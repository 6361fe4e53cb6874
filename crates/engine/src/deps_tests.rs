// SPDX-License-Identifier: BUSL-1.1
// Copyright (c) 2026 Alfred Jean LLC

use super::*;
use crate::docker::FakeEngine;
use chrono::Utc;
use sdv_core::{LifecycleState, RestartPolicy};
use yare::parameterized;

#[parameterized(
    bare = { "requests", "requests", None },
    pinned = { "requests==2.31.0", "requests", Some("==2.31.0") },
    ranged = { "numpy>=1.20,<2", "numpy", Some(">=1.20,<2") },
    compat = { "flask~=3.0", "flask", Some("~=3.0") },
    extras = { "uvicorn[standard]>=0.2", "uvicorn", Some("[standard]>=0.2") },
)]
fn specifier_split(spec: &str, name: &str, version: Option<&str>) {
    assert_eq!(split_specifier(spec), (name, version));
}

fn python_app(store: &Store, id: &str, deps: &[&str]) -> Application {
    let now = Utc::now();
    let app = Application {
        id: AppId::parse(id).unwrap(),
        name: id.to_string(),
        description: None,
        version: None,
        app_type: sdv_core::AppType::Python,
        code: Some("print('hi')".to_string()),
        entry_point: Some("main.py".to_string()),
        binary_path: None,
        working_dir: None,
        args: vec![],
        env: Default::default(),
        python_deps: deps.iter().map(|s| s.to_string()).collect(),
        vehicle_signals: vec!["Vehicle.Speed".to_string()],
        data_path: None,
        config: Default::default(),
        status: LifecycleState::Installed,
        auto_start: false,
        restart_policy: RestartPolicy::Never,
        resources: Default::default(),
        created_at: now,
        updated_at: now,
    };
    store.insert_application(&app).unwrap();
    app
}

#[tokio::test]
async fn no_deps_records_signals_and_skips_install() {
    let store = Store::open_in_memory().unwrap();
    let dir = tempfile::tempdir().unwrap();
    let engine: Arc<dyn ContainerEngine> = Arc::new(FakeEngine::new());
    let app = python_app(&store, "nodeps", &[]);

    let mounted =
        materialize(&engine, &store, &StoragePaths::new(dir.path()), &app).await.unwrap();
    assert!(mounted.is_none());

    let recorded = store.list_dependencies(&app.id).unwrap();
    assert_eq!(recorded.len(), 1);
    assert_eq!(recorded[0].kind, DependencyKind::VehicleSignal);
}

#[tokio::test]
async fn install_runs_pip_container_and_writes_manifest() {
    let store = Store::open_in_memory().unwrap();
    let dir = tempfile::tempdir().unwrap();
    let fake = Arc::new(FakeEngine::new());
    let engine: Arc<dyn ContainerEngine> = fake.clone();
    let app = python_app(&store, "withdeps", &["requests>=2", "numpy"]);

    let paths = StoragePaths::new(dir.path());
    let mounted = materialize(&engine, &store, &paths, &app).await.unwrap().unwrap();
    assert_eq!(mounted, paths.deps_dir(&app.id));

    let calls = fake.cli_calls();
    assert_eq!(calls.len(), 1);
    assert_eq!(calls[0][0], "run");
    assert!(calls[0].contains(&"pip".to_string()));
    assert!(calls[0].contains(&"requests>=2".to_string()));

    let manifest = std::fs::read_to_string(mounted.join("requirements.txt")).unwrap();
    assert_eq!(manifest, "requests>=2\nnumpy");

    let pkgs: Vec<_> = store
        .list_dependencies(&app.id)
        .unwrap()
        .into_iter()
        .filter(|d| d.kind == DependencyKind::PythonPkg)
        .collect();
    assert_eq!(pkgs.len(), 2);
}

#[tokio::test]
async fn unchanged_requirements_hit_the_cache() {
    let store = Store::open_in_memory().unwrap();
    let dir = tempfile::tempdir().unwrap();
    let fake = Arc::new(FakeEngine::new());
    let engine: Arc<dyn ContainerEngine> = fake.clone();
    let app = python_app(&store, "cached", &["requests"]);
    let paths = StoragePaths::new(dir.path());

    materialize(&engine, &store, &paths, &app).await.unwrap();
    materialize(&engine, &store, &paths, &app).await.unwrap();

    // Second call reused the cache: still only one pip run
    assert_eq!(fake.cli_calls().len(), 1);
}

#[tokio::test]
async fn changed_requirements_reinstall() {
    let store = Store::open_in_memory().unwrap();
    let dir = tempfile::tempdir().unwrap();
    let fake = Arc::new(FakeEngine::new());
    let engine: Arc<dyn ContainerEngine> = fake.clone();
    let paths = StoragePaths::new(dir.path());

    let mut app = python_app(&store, "changing", &["requests"]);
    materialize(&engine, &store, &paths, &app).await.unwrap();

    app.python_deps = vec!["requests".to_string(), "flask".to_string()];
    materialize(&engine, &store, &paths, &app).await.unwrap();

    assert_eq!(fake.cli_calls().len(), 2);
}

#[tokio::test]
async fn failed_install_surfaces_engine_error() {
    let store = Store::open_in_memory().unwrap();
    let dir = tempfile::tempdir().unwrap();
    let fake = Arc::new(FakeEngine::new());
    let engine: Arc<dyn ContainerEngine> = fake.clone();
    let app = python_app(&store, "broken", &["no-such-pkg==99"]);

    fake.script_cli(Err("pip exploded"));
    let err = materialize(&engine, &store, &StoragePaths::new(dir.path()), &app)
        .await
        .unwrap_err();
    assert!(matches!(err, RuntimeError::Engine(_)));
}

== EXERCISE REQUIREMENTS ==
Scan the material above and determine how many lines include the word "spec"; report only the number.

== RESULT OF THIS TASK ==
2